Countries stuck in the middle-income level were experiencing the middle-income trap. This issue triggers socioeconomic problems such as poverty. As reported by the World Bank (2011), MICs still account for 73 percent of the world’s poor.

However, the World Bank defines poverty in absolute terms, which is extreme poverty (earning less than $1.90 a day) and moderate poverty (earning less than $3.10 a day) (Jolliffe and Prydz, 2016). However, poverty also involves moral and social dimensions. Sen (1981) initiated discussion on the multidimensionality of inequality and deprivation. He said equality was measured by comparing the possessions of a person to that of another. Hence, the judgment of inequality is entirely dependent on the particular possession that is being compared. Just as how someone can be poor in one variable, but not poor in another variable.

Anand and Sen (1997) developed the Human Poverty Index (HPI), which measures deprivation according to freedoms in survival, knowledge and decent standard of living. The HPI was then replaced by a more robust index called the Global Multidimensional Poverty Index (MPI) developed by Oxford Poverty and Human Development (OPHI) and United Nations Development Programme (UNDP). According to the MPI, about 29 percent of the world’s population — or 1.5 billion people — in 102 countries are living in multidimensional poverty, and two-thirds of them are women (United Nations, 2015).

Furthermore, the majority of the non-poor are vulnerable to poverty as they are found just above the poverty line. Any macroeconomic factors can push them down to impoverishment. Considering the high percentage of poverty and its multidimensionality, providing employment to the poor cannot fully solve poverty since it does not guarantee them experiencing an improvement in quality of life.

The government needs to ensure that policies and access to financial services and productive assets, as well as education and skills development are provided to the poor, according to the MPI. A high degree of MPI in a country is a major threat since it jeopardizes social, economic and political stability. Conversely, countries with more equal wealth distribution tend to grow faster and more stable.

Islamic finance is a system of finance based on Islamic law. It aims to achieve socioeconomic equality and justice (Dhumale and Sapcanin, 2006). All the instruments and transactions are based on fairness, which is why it is often referred to as ethical finance. Unlike conventional finance, in which the context is limited to banking and financial services, Islamic finance also includes other form of social finance that rely on Muslims’ ontological sources (the Quran and hadith) such as zakat, waqf and sadaqah. With the objective of Islamic finance being the achievement of socioeconomic equality, it can be employed as a tool to alleviate multidimensional poverty in countries facing the middle-income trap.

Ali (2017) looked at the failure of NGOs and governments in alleviating poverty through their well-known models and how microfinance can be the solution to improve the living conditions of the people in North-East Kenya. Hassan (2014) examined the effectiveness of South Andaman, a Muslim NGO in India that linked Islamic microfinance programs with income-generating activities. He found that the aforementioned integration had contributed to the reduction of poverty in India. However, there are still challenges that need to be addressed, such as whether social capital needs to be included to effectuate the impact of Islamic microfinance as well as the responsibility of the government in poverty alleviation.

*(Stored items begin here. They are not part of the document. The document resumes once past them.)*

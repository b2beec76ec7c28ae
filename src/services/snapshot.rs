use std::path::PathBuf;

use anyhow::Result;
use serde::de::DeserializeOwned;
use serde::{Deserialize, Serialize};
use tokio::sync::Mutex;

use crate::models::{MediaItem, Playlist, Schedule};
use crate::store::StateStore;

/// Small metadata document persisted alongside the catalog lists.
#[derive(Debug, Default, Serialize, Deserialize)]
struct SettingsDoc {
    #[serde(default)]
    active_media_id: Option<i32>,
    #[serde(default)]
    display_mode: Option<String>,
    #[serde(default)]
    broadcast_stopped: bool,
}

/// Full-state snapshots: media, playlists (item lists only), schedules and
/// the signal settings, each rewritten wholesale as its own JSON document
/// after every mutation.
pub struct SnapshotService {
    dir: PathBuf,
    write_lock: Mutex<()>,
}

impl SnapshotService {
    pub fn new(dir: impl Into<PathBuf>) -> Self {
        Self {
            dir: dir.into(),
            write_lock: Mutex::new(()),
        }
    }

    /// Post-commit hook invoked after every mutating operation. A failed
    /// write is logged and swallowed; the in-memory effect of the mutation
    /// stands either way.
    pub async fn persist(&self, store: &StateStore) {
        if let Err(e) = self.save(store).await {
            tracing::error!("Snapshot write failed: {:#}", e);
        }
    }

    /// Serialized by a single mutex so concurrent mutations cannot
    /// interleave a partial write.
    pub async fn save(&self, store: &StateStore) -> Result<()> {
        let _guard = self.write_lock.lock().await;

        let mut media: Vec<MediaItem> = store.media.read().await.values().cloned().collect();
        media.sort_by_key(|m| m.id);

        let mut playlists: Vec<Playlist> =
            store.playlists.read().await.values().cloned().collect();
        playlists.sort_by_key(|p| p.id);

        let mut schedules: Vec<Schedule> =
            store.schedules.read().await.values().cloned().collect();
        schedules.sort_by_key(|s| s.id);

        let settings = SettingsDoc {
            active_media_id: *store.active_media_id.read().await,
            display_mode: Some(store.display_mode.read().await.clone()),
            broadcast_stopped: store.is_stopped(),
        };

        std::fs::create_dir_all(&self.dir)?;
        self.write_doc("media.json", &media)?;
        self.write_doc("playlists.json", &playlists)?;
        self.write_doc("schedules.json", &schedules)?;
        self.write_doc("settings.json", &settings)?;

        Ok(())
    }

    /// Populates the store from the snapshot documents and advances the id
    /// counters past the maxima seen. Called once from `main` before the
    /// listener starts; missing documents are treated as empty state.
    pub async fn load(&self, store: &StateStore) -> Result<()> {
        if let Some(media) = self.read_doc::<Vec<MediaItem>>("media.json")? {
            let mut map = store.media.write().await;
            for item in media {
                store.bump_media_id_past(item.id);
                map.insert(item.id, item);
            }
        }

        if let Some(playlists) = self.read_doc::<Vec<Playlist>>("playlists.json")? {
            let mut map = store.playlists.write().await;
            for playlist in playlists {
                store.bump_playlist_id_past(playlist.id);
                map.insert(playlist.id, playlist);
            }
        }

        if let Some(schedules) = self.read_doc::<Vec<Schedule>>("schedules.json")? {
            let mut map = store.schedules.write().await;
            for schedule in schedules {
                store.bump_schedule_id_past(schedule.id);
                map.insert(schedule.id, schedule);
            }
        }

        if let Some(settings) = self.read_doc::<SettingsDoc>("settings.json")? {
            *store.active_media_id.write().await = settings.active_media_id;
            store.set_stopped(settings.broadcast_stopped);
            if let Some(mode) = settings.display_mode {
                *store.display_mode.write().await = mode;
            }
        }

        Ok(())
    }

    fn write_doc<T: Serialize>(&self, name: &str, value: &T) -> Result<()> {
        let json = serde_json::to_string_pretty(value)?;
        std::fs::write(self.dir.join(name), json)?;
        Ok(())
    }

    fn read_doc<T: DeserializeOwned>(&self, name: &str) -> Result<Option<T>> {
        let path = self.dir.join(name);
        if !path.exists() {
            return Ok(None);
        }
        let content = std::fs::read_to_string(path)?;
        Ok(Some(serde_json::from_str(&content)?))
    }
}

#[cfg(test)]
mod tests {
    use super::*;
    use crate::models::{MediaType, PlaylistItem, ScheduleContentType};
    use chrono::{NaiveDate, NaiveTime};

    fn sample_now() -> chrono::NaiveDateTime {
        NaiveDate::from_ymd_opt(2025, 3, 3)
            .unwrap()
            .and_hms_opt(12, 0, 0)
            .unwrap()
    }

    async fn populated_store() -> StateStore {
        let store = StateStore::new("fullscreen");

        let media = MediaItem {
            id: store.next_media_id(),
            file_name: "abc123.png".to_string(),
            original_name: "lobby.png".to_string(),
            media_type: MediaType::Image,
            size_bytes: 1024,
            uploaded_at: sample_now(),
            description: Some("Lobby poster".to_string()),
        };
        let media_id = media.id;
        store.media.write().await.insert(media.id, media);

        let playlist = Playlist {
            id: store.next_playlist_id(),
            name: "Morning Loop".to_string(),
            description: None,
            items: vec![PlaylistItem {
                media_id,
                duration_seconds: 15,
                order: 0,
            }],
            created_at: sample_now(),
            updated_at: sample_now(),
        };
        let playlist_id = playlist.id;
        store.playlists.write().await.insert(playlist.id, playlist);

        let schedule = Schedule {
            id: store.next_schedule_id(),
            name: "Weekday Mornings".to_string(),
            content_type: ScheduleContentType::Playlist,
            playlist_id: Some(playlist_id),
            media_id: None,
            start_time: NaiveTime::from_hms_opt(8, 0, 0).unwrap(),
            end_time: NaiveTime::from_hms_opt(12, 0, 0).unwrap(),
            day_of_week: Some(0),
            is_active: true,
            priority: 5,
            created_at: sample_now(),
            updated_at: sample_now(),
        };
        store.schedules.write().await.insert(schedule.id, schedule);

        *store.active_media_id.write().await = Some(media_id);
        *store.display_mode.write().await = "kiosk".to_string();
        store.set_stopped(true);

        store
    }

    #[tokio::test]
    async fn round_trip_restores_full_state() {
        let dir = tempfile::tempdir().unwrap();
        let snapshots = SnapshotService::new(dir.path());

        let original = populated_store().await;
        snapshots.save(&original).await.unwrap();

        let restored = StateStore::new("fullscreen");
        snapshots.load(&restored).await.unwrap();

        assert_eq!(restored.media.read().await.len(), 1);
        assert_eq!(restored.playlists.read().await.len(), 1);
        assert_eq!(restored.schedules.read().await.len(), 1);
        assert_eq!(*restored.active_media_id.read().await, Some(1));
        assert_eq!(*restored.display_mode.read().await, "kiosk");
        assert!(restored.is_stopped());

        let playlist = restored.playlists.read().await.get(&1).cloned().unwrap();
        assert_eq!(playlist.items.len(), 1);
        assert_eq!(playlist.items[0].duration_seconds, 15);
    }

    #[tokio::test]
    async fn load_advances_id_counters_past_restored_maxima() {
        let dir = tempfile::tempdir().unwrap();
        let snapshots = SnapshotService::new(dir.path());

        let original = populated_store().await;
        snapshots.save(&original).await.unwrap();

        let restored = StateStore::new("fullscreen");
        snapshots.load(&restored).await.unwrap();

        assert_eq!(restored.next_media_id(), 2);
        assert_eq!(restored.next_playlist_id(), 2);
        assert_eq!(restored.next_schedule_id(), 2);
    }

    #[tokio::test]
    async fn restored_state_resolves_identically() {
        let dir = tempfile::tempdir().unwrap();
        let snapshots = SnapshotService::new(dir.path());

        let original = populated_store().await;
        // Resolution should compare on content, not on the stop flag.
        original.set_stopped(false);
        *original.active_media_id.write().await = None;
        snapshots.save(&original).await.unwrap();

        let restored = StateStore::new("fullscreen");
        snapshots.load(&restored).await.unwrap();

        // 2025-03-03 is a Monday, inside the schedule window.
        let now = NaiveDate::from_ymd_opt(2025, 3, 3)
            .unwrap()
            .and_hms_opt(9, 0, 0)
            .unwrap();

        let before = crate::services::resolver::resolve_content(&original, None, now).await;
        let after = crate::services::resolver::resolve_content(&restored, None, now).await;

        assert_eq!(before.content_type, after.content_type);
        assert_eq!(before.schedule_name, after.schedule_name);
        let before_items = before.playlist_items.unwrap();
        let after_items = after.playlist_items.unwrap();
        assert_eq!(before_items.len(), after_items.len());
        assert_eq!(before_items[0].media_id, after_items[0].media_id);
        assert_eq!(before_items[0].url, after_items[0].url);
    }

    #[tokio::test]
    async fn load_with_no_documents_is_empty_state() {
        let dir = tempfile::tempdir().unwrap();
        let snapshots = SnapshotService::new(dir.path());

        let store = StateStore::new("fullscreen");
        snapshots.load(&store).await.unwrap();

        assert!(store.media.read().await.is_empty());
        assert!(!store.is_stopped());
        assert_eq!(store.next_media_id(), 1);
    }
}
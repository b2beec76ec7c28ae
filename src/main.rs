mod api;
mod config;
mod error;
mod models;
mod services;
mod store;

use anyhow::Result;
use axum::Router;

use std::sync::Arc;

use tower_http::cors::CorsLayer;
use tower_http::services::{ServeDir, ServeFile};
use tracing_subscriber::{layer::SubscriberExt, util::SubscriberInitExt};

use crate::config::Config;
use crate::services::media_service::{FsBlobStore, MediaService};
use crate::services::snapshot::SnapshotService;
use crate::store::StateStore;

#[derive(Clone)]
pub struct AppState {
    pub config: Arc<Config>,
    pub timezone: chrono_tz::Tz,
    pub store: Arc<StateStore>,
    pub media_service: Arc<MediaService>,
    pub snapshots: Arc<SnapshotService>,
}

use clap::Parser;

#[derive(Parser)]
#[command(version, author = "SIGNATRON AUTHORS", about = "Signatron Server\nLicensed under AGPLv3\nCreated by SIGNATRON AUTHORS", long_about = None)]
struct Cli {
    /// Path to configuration file
    #[arg(short, long)]
    config: Option<String>,

    /// Generate a default configuration template to stdout
    #[arg(long)]
    generate_config: bool,
}

fn run_onboarding() -> Result<Config> {
    use dialoguer::{theme::ColorfulTheme, Input};

    println!("Welcome to Signatron Server!");
    println!("It looks like you don't have a configuration file yet.");
    println!("Let's get you set up.\n");

    let host: String = Input::with_theme(&ColorfulTheme::default())
        .with_prompt("Server Host")
        .default("0.0.0.0".to_string())
        .interact_text()?;

    let port: u16 = Input::with_theme(&ColorfulTheme::default())
        .with_prompt("Server Port")
        .default(8080)
        .interact_text()?;

    let data_dir: String = Input::with_theme(&ColorfulTheme::default())
        .with_prompt("Snapshot Data Directory")
        .default("data".to_string())
        .interact_text()?;

    let media_dir: String = Input::with_theme(&ColorfulTheme::default())
        .with_prompt("Media Storage Directory")
        .default("media".to_string())
        .interact_text()?;

    let timezone: String = Input::with_theme(&ColorfulTheme::default())
        .with_prompt("Display Timezone (IANA name)")
        .default("UTC".to_string())
        .interact_text()?;

    let config_content = format!(
        r#"[server]
host = "{}"
port = {}

[server.https]
enabled = false
cert_path = "certs/cert.pem"
key_path = "certs/key.pem"

[storage]
data_dir = "{}"
media_dir = "{}"

[display]
timezone = "{}"
default_mode = "fullscreen"
offline_after_secs = 60

[logging]
level = "info"
"#,
        host, port, data_dir, media_dir, timezone
    );

    println!("\nGenerating configuration file: server-config.toml");
    std::fs::write("server-config.toml", &config_content)?;
    println!("Configuration saved successfully!");
    println!("----------------------------------------\n");

    let config: Config = toml::from_str(&config_content)?;
    Ok(config)
}

#[tokio::main]
async fn main() -> Result<()> {
    // Parse CLI args
    let cli = Cli::parse();

    if cli.generate_config {
        println!("{}", Config::default_template());
        return Ok(());
    }

    // Initialize tracing
    tracing_subscriber::registry()
        .with(
            tracing_subscriber::EnvFilter::try_from_default_env()
                .unwrap_or_else(|_| "signatron_server=info,tower_http=debug".into()),
        )
        .with(tracing_subscriber::fmt::layer())
        .init();

    // Determine config path
    let config_path = cli
        .config
        .clone()
        .unwrap_or_else(|| "server-config.toml".to_string());

    // First run without a config file: offer onboarding on a TTY.
    if std::fs::metadata(&config_path).is_err()
        && cli.config.is_none()
        && console::user_attended()
    {
        if let Err(e) = run_onboarding() {
            eprintln!("Onboarding failed: {}", e);
            std::process::exit(1);
        }
    }

    let effective_config_path = if std::fs::metadata(&config_path).is_ok() {
        config_path
    } else if std::fs::metadata("server-config.toml").is_ok() {
        "server-config.toml".to_string()
    } else {
        eprintln!("Error: Configuration file '{}' not found.", config_path);
        eprintln!("Run with --generate-config to see a template.");
        std::process::exit(1);
    };

    // Load configuration
    let config = Config::load(&effective_config_path)?;
    tracing::info!("Loaded configuration from {}", effective_config_path);

    let timezone = config.timezone()?;

    std::fs::create_dir_all(&config.storage.data_dir)?;
    std::fs::create_dir_all(&config.storage.media_dir)?;

    // Build shared state and restore the last snapshot
    let store = Arc::new(StateStore::new(&config.display.default_mode));
    let snapshots = Arc::new(SnapshotService::new(&config.storage.data_dir));
    snapshots.load(&store).await?;
    tracing::info!(
        "Restored snapshot: {} media, {} playlists, {} schedules",
        store.media.read().await.len(),
        store.playlists.read().await.len(),
        store.schedules.read().await.len()
    );

    let blobs = Arc::new(FsBlobStore::new(&config.storage.media_dir));
    let media_service = Arc::new(MediaService::new(store.clone(), blobs));

    let state = AppState {
        config: Arc::new(config.clone()),
        timezone,
        store,
        media_service,
        snapshots,
    };

    // Spawn display heartbeat monitor
    tokio::spawn(services::heartbeat_monitor::run(state.clone()));

    // Get address before moving state
    let addr = format!("{}:{}", state.config.server.host, state.config.server.port);

    // Determine UI path
    let static_path = if let Some(path) = &state.config.server.ui_path {
        tracing::info!("Using configured UI path: {}", path);
        path.clone()
    } else {
        tracing::info!("Using default static UI path: static");
        "static".to_string()
    };

    // Build router
    let app = Router::new()
        // API routes
        .nest("/api", api::routes())
        // Media blobs served to displays by stored file name
        .nest_service(
            "/media",
            ServeDir::new(&state.config.storage.media_dir),
        )
        // Serve static files (admin UI) with fallback to index.html for SPA routing
        .fallback_service(
            ServeDir::new(&static_path)
                .not_found_service(ServeFile::new(format!("{}/index.html", static_path))),
        )
        .layer(tower_http::trace::TraceLayer::new_for_http())
        .layer(CorsLayer::permissive())
        .with_state(state);

    // Start server
    let listener_address: std::net::SocketAddr = addr
        .parse()
        .map_err(|e| anyhow::anyhow!("Invalid host/port: {}", e))?;

    if let Some(https_config) = &config.server.https {
        if https_config.enabled {
            use axum_server::tls_rustls::RustlsConfig;

            tracing::info!("Starting server in HTTPS mode on {}", addr);

            if !std::path::Path::new(&https_config.cert_path).exists() {
                anyhow::bail!("Certificate file not found: {}", https_config.cert_path);
            }
            if !std::path::Path::new(&https_config.key_path).exists() {
                anyhow::bail!("Key file not found: {}", https_config.key_path);
            }

            let tls_config =
                RustlsConfig::from_pem_file(&https_config.cert_path, &https_config.key_path)
                    .await?;

            axum_server::bind_rustls(listener_address, tls_config)
                .serve(app.into_make_service())
                .await?;

            return Ok(());
        }
    }

    // Default HTTP mode
    let listener = tokio::net::TcpListener::bind(&addr).await?;
    tracing::info!("Server listening on {} (HTTP)", addr);

    axum::serve(listener, app).await?;

    Ok(())
}
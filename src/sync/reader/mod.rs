pub mod atom;
pub mod rss;

use self::atom::AtomReader;
use self::rss::RssReader;
use crate::http_client;
use isahc::prelude::*;

#[derive(Debug)]
pub struct FeedReaderError {
    pub msg: String,
}

/// A feed item reduced to the fields the dedup engine works with. All
/// values are trimmed strings; absent fields become empty strings.
#[derive(Debug, Clone, Default, Eq, PartialEq)]
pub struct FetchedFeedItem {
    pub title: String,
    pub link: String,
    pub guid: String,
    pub pub_date: String,
}

#[derive(Debug, Eq, PartialEq)]
pub struct FetchedFeed {
    pub title: String,
    pub items: Vec<FetchedFeedItem>,
}

pub trait ReadFeed {
    fn read_from_str(&self, body: &str) -> Result<FetchedFeed, FeedReaderError>;
}

pub fn read_url(url: &str) -> Result<String, FeedReaderError> {
    match http_client::client().get(url) {
        Ok(mut response) => match response.text() {
            Ok(body) => Ok(body),
            Err(error) => {
                let msg = format!("{:?}", error);

                Err(FeedReaderError { msg })
            }
        },
        Err(error) => {
            let msg = format!("{:?}", error);

            Err(FeedReaderError { msg })
        }
    }
}

/// Parses a feed of unknown format, trying RSS 2.0 first and Atom second.
pub fn parse_feed(body: &str) -> Result<FetchedFeed, FeedReaderError> {
    match (RssReader {}).read_from_str(body) {
        Ok(feed) => Ok(feed),
        Err(rss_error) => match (AtomReader {}).read_from_str(body) {
            Ok(feed) => Ok(feed),
            Err(atom_error) => {
                let msg = format!(
                    "unrecognized feed format: rss: {} atom: {}",
                    rss_error.msg, atom_error.msg
                );

                Err(FeedReaderError { msg })
            }
        },
    }
}

pub fn fetch_feed(url: &str) -> Result<FetchedFeed, FeedReaderError> {
    let body = read_url(url)?;

    parse_feed(&body)
}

Despite the success of microfinance, there needs to be a new outlook in regard to mitigating the multidimensionality of poverty. Women’s potential in eliminating socioeconomic inequality is still hugely untapped and oftentimes neglected. The role of women in economic development has been insufficiently valued.

In microfinance, research has shown that women are inherently better borrowers than men. However, inadequate access to financing has caused many women to become substantially destitute. That being said, empowering women to resolve multidimensional poverty could be an unconventional approach that can close this never-ending case. To address multidimensional poverty, a “one-size-fits-all” approach must be avoided, and country-specific approaches are needed (Messkoub, 2001).

As mentioned in a World Bank (2001) report, to attack poverty, we need empowerment, security and protection. With the number of NGOs worldwide having reached 10 million (Non-profit Action, 2015), increased attention toward gender equality and the role of Islamic finance in poverty alleviation, basic income guarantee-linked Islamic microfinance and waqf-based microfinance can be employed as models to help effectuate women’s roles in the economy and achieve the development agenda in developing countries.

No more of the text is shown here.